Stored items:
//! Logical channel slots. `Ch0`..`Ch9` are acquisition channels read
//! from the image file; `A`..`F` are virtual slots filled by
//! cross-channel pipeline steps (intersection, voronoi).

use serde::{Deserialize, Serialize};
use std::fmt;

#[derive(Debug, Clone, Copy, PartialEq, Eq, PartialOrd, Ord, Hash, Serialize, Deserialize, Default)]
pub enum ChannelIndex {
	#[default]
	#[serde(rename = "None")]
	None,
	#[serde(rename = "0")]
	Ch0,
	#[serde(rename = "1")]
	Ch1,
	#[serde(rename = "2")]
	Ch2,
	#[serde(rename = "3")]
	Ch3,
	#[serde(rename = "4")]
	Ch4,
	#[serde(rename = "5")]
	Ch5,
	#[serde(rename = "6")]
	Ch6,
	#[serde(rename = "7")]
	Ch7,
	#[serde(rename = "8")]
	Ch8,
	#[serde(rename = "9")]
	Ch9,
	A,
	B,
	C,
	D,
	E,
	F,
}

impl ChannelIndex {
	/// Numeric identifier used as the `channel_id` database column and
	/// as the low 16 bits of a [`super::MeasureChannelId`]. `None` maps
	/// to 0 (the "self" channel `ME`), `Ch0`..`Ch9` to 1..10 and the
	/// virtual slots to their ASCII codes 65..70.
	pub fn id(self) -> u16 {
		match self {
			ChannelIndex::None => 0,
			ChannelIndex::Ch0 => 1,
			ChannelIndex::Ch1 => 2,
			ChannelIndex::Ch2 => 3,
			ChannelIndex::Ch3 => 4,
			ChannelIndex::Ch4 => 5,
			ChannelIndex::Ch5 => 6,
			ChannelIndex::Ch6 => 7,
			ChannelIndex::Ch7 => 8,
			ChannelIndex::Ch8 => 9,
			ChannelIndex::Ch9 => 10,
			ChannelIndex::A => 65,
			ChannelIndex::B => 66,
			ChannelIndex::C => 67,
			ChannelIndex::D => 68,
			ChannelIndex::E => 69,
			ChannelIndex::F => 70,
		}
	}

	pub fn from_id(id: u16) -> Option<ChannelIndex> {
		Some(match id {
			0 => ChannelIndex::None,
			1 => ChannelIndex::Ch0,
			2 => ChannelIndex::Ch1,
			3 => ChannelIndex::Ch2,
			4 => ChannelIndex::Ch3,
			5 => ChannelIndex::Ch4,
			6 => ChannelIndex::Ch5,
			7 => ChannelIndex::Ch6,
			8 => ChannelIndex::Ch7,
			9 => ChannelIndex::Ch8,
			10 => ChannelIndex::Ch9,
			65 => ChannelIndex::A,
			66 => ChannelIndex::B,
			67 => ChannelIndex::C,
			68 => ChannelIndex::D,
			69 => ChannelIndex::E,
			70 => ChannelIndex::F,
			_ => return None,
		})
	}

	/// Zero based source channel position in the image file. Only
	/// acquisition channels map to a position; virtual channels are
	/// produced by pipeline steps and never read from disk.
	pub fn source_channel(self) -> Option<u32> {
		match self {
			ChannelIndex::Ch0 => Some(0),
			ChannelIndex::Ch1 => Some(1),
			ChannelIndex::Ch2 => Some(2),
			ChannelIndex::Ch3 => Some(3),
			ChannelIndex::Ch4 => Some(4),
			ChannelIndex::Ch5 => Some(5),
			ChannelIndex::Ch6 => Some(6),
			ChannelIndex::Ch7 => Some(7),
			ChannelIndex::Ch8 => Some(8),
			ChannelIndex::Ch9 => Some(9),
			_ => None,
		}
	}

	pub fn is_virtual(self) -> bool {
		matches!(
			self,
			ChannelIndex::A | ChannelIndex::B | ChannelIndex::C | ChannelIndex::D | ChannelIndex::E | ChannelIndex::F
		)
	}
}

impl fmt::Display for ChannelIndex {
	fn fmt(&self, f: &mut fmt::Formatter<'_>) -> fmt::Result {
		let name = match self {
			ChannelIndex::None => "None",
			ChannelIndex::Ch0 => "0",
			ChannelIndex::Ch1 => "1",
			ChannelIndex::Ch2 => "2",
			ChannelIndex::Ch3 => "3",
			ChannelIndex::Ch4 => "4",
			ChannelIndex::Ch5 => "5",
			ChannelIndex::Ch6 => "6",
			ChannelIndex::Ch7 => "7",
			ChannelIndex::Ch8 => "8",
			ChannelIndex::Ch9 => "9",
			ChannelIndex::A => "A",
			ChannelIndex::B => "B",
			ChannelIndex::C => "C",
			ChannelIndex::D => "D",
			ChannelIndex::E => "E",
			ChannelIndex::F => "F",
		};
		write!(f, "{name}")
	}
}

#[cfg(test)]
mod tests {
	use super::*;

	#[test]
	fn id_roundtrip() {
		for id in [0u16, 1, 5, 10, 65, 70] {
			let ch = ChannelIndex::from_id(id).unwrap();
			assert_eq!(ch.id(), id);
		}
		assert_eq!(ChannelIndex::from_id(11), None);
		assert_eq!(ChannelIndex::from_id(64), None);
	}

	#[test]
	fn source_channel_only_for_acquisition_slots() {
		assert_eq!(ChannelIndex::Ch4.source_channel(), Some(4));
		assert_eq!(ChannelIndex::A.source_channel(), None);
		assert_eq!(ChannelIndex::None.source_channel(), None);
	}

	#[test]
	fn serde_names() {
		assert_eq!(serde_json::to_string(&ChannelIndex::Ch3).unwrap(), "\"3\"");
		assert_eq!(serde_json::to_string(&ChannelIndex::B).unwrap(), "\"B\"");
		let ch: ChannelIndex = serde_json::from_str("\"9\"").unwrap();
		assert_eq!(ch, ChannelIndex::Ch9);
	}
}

WORK INSTRUCTION: The answer consists of every line above in which the word "steps" occurs.

OUTPUT OF THE TASK:
//! cross-channel pipeline steps (intersection, voronoi).
	/// produced by pipeline steps and never read from disk.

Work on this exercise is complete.